I say this as I know someone who did this, had a pup who should have gone to an experienced owner of the particular breed, and it had to be returned a few weeks on as [as first time dog owners with a small child] they could not cope with the dominant behaviour.

If you want to wait until the pups are 7 weeks or so before you make a choice then the chance of your ideal pup has gone. I'm finding this very frustrating as I am older and want a calmer, quieter pup [whilst being aware and happy that the pup is a pup of course and plays a lot and is predictably active].

Finding a pup who is ready to go and having a chance of viewing him/her with littermates is getting as rare as finding hen's teeth........

quatro is offline Report Post


----------



## Meezey (Jan 29, 2013)

*Good* breeders will chose the pup for you, I didn't see my pups litter until they were 6/7 weeks old, people had seen the litter before no one had picked their puppy ( I hadn't as I was flying over to see them) , and no one got to pick their puppy until that 6/7 week mark, I saw pups on the Saturday, and my friend who had "pick of litter boy" saw them on Sunday, the breeder chose the pup for us, so I didn't know until the Sunday what pup had been chosen for us. So find a *good ethical* breeder, one who don't charge a large non refundable deposit, and take your time, don't rush in to first litter first breeder you meet...

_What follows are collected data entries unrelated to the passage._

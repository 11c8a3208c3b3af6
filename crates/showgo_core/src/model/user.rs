//! User domain model.

use serde::{Deserialize, Serialize};
use uuid::Uuid;

/// Stable identifier for a user account.
pub type UserId = Uuid;

/// Registered site user.
///
/// `password` is opaque to the store; it is neither hashed nor inspected.
#[derive(Debug, Clone, PartialEq, Eq, Serialize, Deserialize)]
pub struct User {
    pub id: UserId,
    pub username: String,
    pub password: String,
}

impl User {
    /// Builds the stored record from an insert payload.
    pub fn from_new(id: UserId, input: NewUser) -> Self {
        Self {
            id,
            username: input.username,
            password: input.password,
        }
    }
}

/// Insert payload for a user.
///
/// Both fields are required on the wire and stored verbatim; uniqueness is
/// an exact comparison on `username`.
#[derive(Debug, Clone, PartialEq, Eq, Default, Serialize, Deserialize)]
pub struct NewUser {
    pub username: String,
    pub password: String,
}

So you want to visit a litter for the first time at 7 weeks and pick pup there and then and take it?? Not going to happen and neither should it..

Also is this just a copied and pasted post from else where?


----------



## simplysardonic (Sep 1, 2009)

bluebirdwsm said:


> The practice of breeders/owners wanting potential owners to put large [non returnable] deposits on pups only 3-4 weeks old is increasingly a very common practice.
> 
> I'm not happy with this as I feel it is important to view the puppies after they have been weaned and to see how they interact with their littermates. Surely this is the way to determine temperament and to find the pup that suits you?
> 
> ...


I did read the post, then I saw that word & for some reason, lost interest..........


----------



## BessieDog (May 16, 2012)

I bought my first pup 30 years ago - and had to pay (and was happy to) a deposit then, so its not a recent practice. 

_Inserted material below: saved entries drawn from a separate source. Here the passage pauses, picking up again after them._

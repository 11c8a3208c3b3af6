//! In-memory store for users and events.
//!
//! # Responsibility
//! - Hold every record for the process lifetime.
//! - Assign unique ids and creation timestamps inside one write section.
//!
//! # Invariants
//! - `*_order` vectors mirror map keys in insertion order.
//! - Ids are never reused; a colliding draw is discarded and redrawn.
//! - Records leave the store only as clones.

use crate::model::event::{Event, EventId, NewEvent};
use crate::model::user::{NewUser, User, UserId};
use crate::repo::clock::{Clock, SystemClock};
use crate::repo::{EventRepository, RepoError, RepoResult, UserRepository};
use crate::service::seed::seed_sample_events;
use log::{debug, info, warn};
use std::collections::HashMap;
use std::sync::{Arc, PoisonError, RwLock, RwLockReadGuard, RwLockWriteGuard};
use uuid::Uuid;

#[derive(Default)]
struct StoreState {
    users: HashMap<UserId, User>,
    user_order: Vec<UserId>,
    events: HashMap<EventId, Event>,
    event_order: Vec<EventId>,
}

/// Process-local store backed by hash maps behind a single `RwLock`.
pub struct MemStore {
    state: RwLock<StoreState>,
    clock: Arc<dyn Clock>,
}

impl Default for MemStore {
    fn default() -> Self {
        Self::new()
    }
}

impl MemStore {
    /// Creates an empty store stamped by the wall clock.
    pub fn new() -> Self {
        Self::with_clock(Arc::new(SystemClock))
    }

    /// Creates an empty store using a caller-supplied time source.
    pub fn with_clock(clock: Arc<dyn Clock>) -> Self {
        Self {
            state: RwLock::new(StoreState::default()),
            clock,
        }
    }

    /// Creates a store pre-populated with the fixed sample events.
    pub fn with_sample_events() -> Self {
        let store = Self::new();
        let seeded = seed_sample_events(&store);
        info!(
            "event=store_seed module=store status=ok count={}",
            seeded.len()
        );
        store
    }

    pub fn event_count(&self) -> usize {
        self.read().event_order.len()
    }

    pub fn user_count(&self) -> usize {
        self.read().user_order.len()
    }

    fn read(&self) -> RwLockReadGuard<'_, StoreState> {
        // Writers only push fully built records, so a poisoned lock still
        // guards consistent state.
        self.state.read().unwrap_or_else(PoisonError::into_inner)
    }

    fn write(&self) -> RwLockWriteGuard<'_, StoreState> {
        self.state.write().unwrap_or_else(PoisonError::into_inner)
    }
}

fn fresh_id<V>(taken: &HashMap<Uuid, V>) -> Uuid {
    loop {
        let id = Uuid::new_v4();
        if !taken.contains_key(&id) {
            return id;
        }
        warn!("event=id_collision module=store status=retry id={id}");
    }
}

impl UserRepository for MemStore {
    fn create_user(&self, input: NewUser) -> RepoResult<User> {
        let mut state = self.write();

        let taken = state
            .user_order
            .iter()
            .filter_map(|id| state.users.get(id))
            .any(|user| user.username == input.username);
        if taken {
            debug!("event=user_create module=store status=rejected reason=username_taken");
            return Err(RepoError::UsernameTaken(input.username));
        }

        let id = fresh_id(&state.users);
        let user = User::from_new(id, input);
        state.users.insert(id, user.clone());
        state.user_order.push(id);

        debug!("event=user_create module=store status=ok id={id}");
        Ok(user)
    }

    fn get_user(&self, id: UserId) -> Option<User> {
        self.read().users.get(&id).cloned()
    }

    fn get_user_by_username(&self, username: &str) -> Option<User> {
        let state = self.read();
        state
            .user_order
            .iter()
            .filter_map(|id| state.users.get(id))
            .find(|user| user.username == username)
            .cloned()
    }
}

impl EventRepository for MemStore {
    fn create_event(&self, input: NewEvent) -> Event {
        let mut state = self.write();

        let id = fresh_id(&state.events);
        let event = Event::from_new(id, input, self.clock.now_epoch_ms());
        state.events.insert(id, event.clone());
        state.event_order.push(id);

        debug!(
            "event=event_create module=store status=ok id={id} created_at={}",
            event.created_at
        );
        event
    }

    fn get_event(&self, id: EventId) -> Option<Event> {
        self.read().events.get(&id).cloned()
    }

    fn list_events(&self) -> Vec<Event> {
        let state = self.read();
        let mut events: Vec<Event> = state
            .event_order
            .iter()
            .filter_map(|id| state.events.get(id))
            .cloned()
            .collect();
        // Stable sort: equal timestamps keep insertion order.
        events.sort_by_key(|event| event.created_at);
        events
    }
}

#[cfg(test)]
mod tests {
    use super::fresh_id;
    use std::collections::HashMap;
    use uuid::Uuid;

    #[test]
    fn fresh_id_avoids_taken_keys() {
        let mut taken = HashMap::new();
        for _ in 0..64 {
            let id = fresh_id(&taken);
            assert!(!id.is_nil());
            assert!(taken.insert(id, ()).is_none());
        }
        assert_eq!(taken.len(), 64);
        assert!(!taken.contains_key(&Uuid::nil()));
    }
}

I've paid deposits every time since and don't mind if it secures me a pup with the right breeder.


----------



## Meezey (Jan 29, 2013)

BessieDog said:


> I bought my first pup 30 years ago - and had to pay (and was happy to) a deposit then, so its not a recent practice.
> 
> I've paid deposits every time since and don't mind if it secures me a pup with the right breeder.

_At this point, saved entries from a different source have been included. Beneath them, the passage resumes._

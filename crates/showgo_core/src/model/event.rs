//! Event domain model.
//!
//! # Responsibility
//! - Define the listed music event record and its insert payload.
//!
//! # Invariants
//! - `id` is stable and never reused for another event.
//! - `created_at` is stamped once at creation and only used for ordering.
//! - `tags` keeps caller order; a missing list becomes empty.

use serde::{Deserialize, Serialize};
use uuid::Uuid;

/// Stable identifier for a listed event.
pub type EventId = Uuid;

/// Listed music event.
///
/// Serialized with camelCase keys (`imageUrl`, `createdAt`) to match the
/// external wire schema.
#[derive(Debug, Clone, PartialEq, Eq, Serialize, Deserialize)]
#[serde(rename_all = "camelCase")]
pub struct Event {
    pub id: EventId,
    pub name: String,
    pub description: String,
    /// City-level location, e.g. `New York, NY`.
    pub location: String,
    pub venue: String,
    /// Free text, e.g. `August 25`.
    pub date: String,
    /// Free text, e.g. `8:00 PM`.
    pub time: String,
    /// Free text; informally one of the known category chips.
    pub category: String,
    pub tags: Vec<String>,
    pub image_url: String,
    /// Unix epoch milliseconds.
    pub created_at: i64,
}

impl Event {
    /// Builds the stored record from an insert payload.
    pub fn from_new(id: EventId, input: NewEvent, created_at: i64) -> Self {
        Self {
            id,
            name: input.name,
            description: input.description,
            location: input.location,
            venue: input.venue,
            date: input.date,
            time: input.time,
            category: input.category,
            tags: input.tags.unwrap_or_default(),
            image_url: input.image_url,
            created_at,
        }
    }
}

/// Insert payload for an event.
///
/// Every field except `tags` is required on the wire; values are stored
/// verbatim, empty strings included.
#[derive(Debug, Clone, PartialEq, Eq, Default, Serialize, Deserialize)]
#[serde(rename_all = "camelCase")]
pub struct NewEvent {
    pub name: String,
    pub description: String,
    pub location: String,
    pub venue: String,
    pub date: String,
    pub time: String,
    pub category: String,
    #[serde(default, skip_serializing_if = "Option::is_none")]
    pub tags: Option<Vec<String>>,
    pub image_url: String,
}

I will admit that I paid the FULL amount for Cian ( didn't know it was for Cian then if you know what I mean ) when I first visited the litter, and I wasn't picking him up for another 2 weeks or so.... :thumbsup: Then again, I'd waited 5 years for Cian so I knew the breeder very well :thumbsup:


----------



## bluebirdwsm (Aug 12, 2013)

Meezey said:


> *Good* breeders will chose the pup for you, I didn't see my pups litter until they were 6/7 weeks old, people had seen the litter before no one had picked their puppy ( I hadn't as I was flying over to see them) , and no one got to pick their puppy until that 6/7 week mark, I saw pups on the Saturday, and my friend who had "pick of litter boy" saw them on Sunday, the breeder chose the pup for us, so I didn't know until the Sunday what pup had been chosen for us. So find a *good ethical* breeder, one who don't charge a large non refundable deposit, and take your time, don't rush in to first litter first breeder you meet...
> 
> So you want to visit a litter for the first time at 7 weeks and pick pup there and then and take it?? Not going to happen and neither should it..
> 
> Also is this just a copied and pasted post from else where?


I like the sound of the way your breeder did it. And No, I do not want to take a pup at 7 weeks - just that their personalities would be more developed by then to judge. But as you say they can change.
[I copied and pasted from where I posted somewhere else earlier and got no response].


----------



## labradrk (Dec 10, 2012)

I chose Bo at 5 weeks which in hindsight was a bit short sighted as their personalities haven't really developed then. Fast forward 3 weeks later and my sleepy puppy was the boldest one in the litter. A right bolshy, demanding little madam. Good job I have the patience of a saint!


----------



## bluebirdwsm (Aug 12, 2013)

BessieDog said:


> I bought my first pup 30 years ago - and had to pay (and was happy to) a deposit then, so its not a recent practice.
> 
> I've paid deposits every time since and don't mind if it secures me a pup with the right breeder.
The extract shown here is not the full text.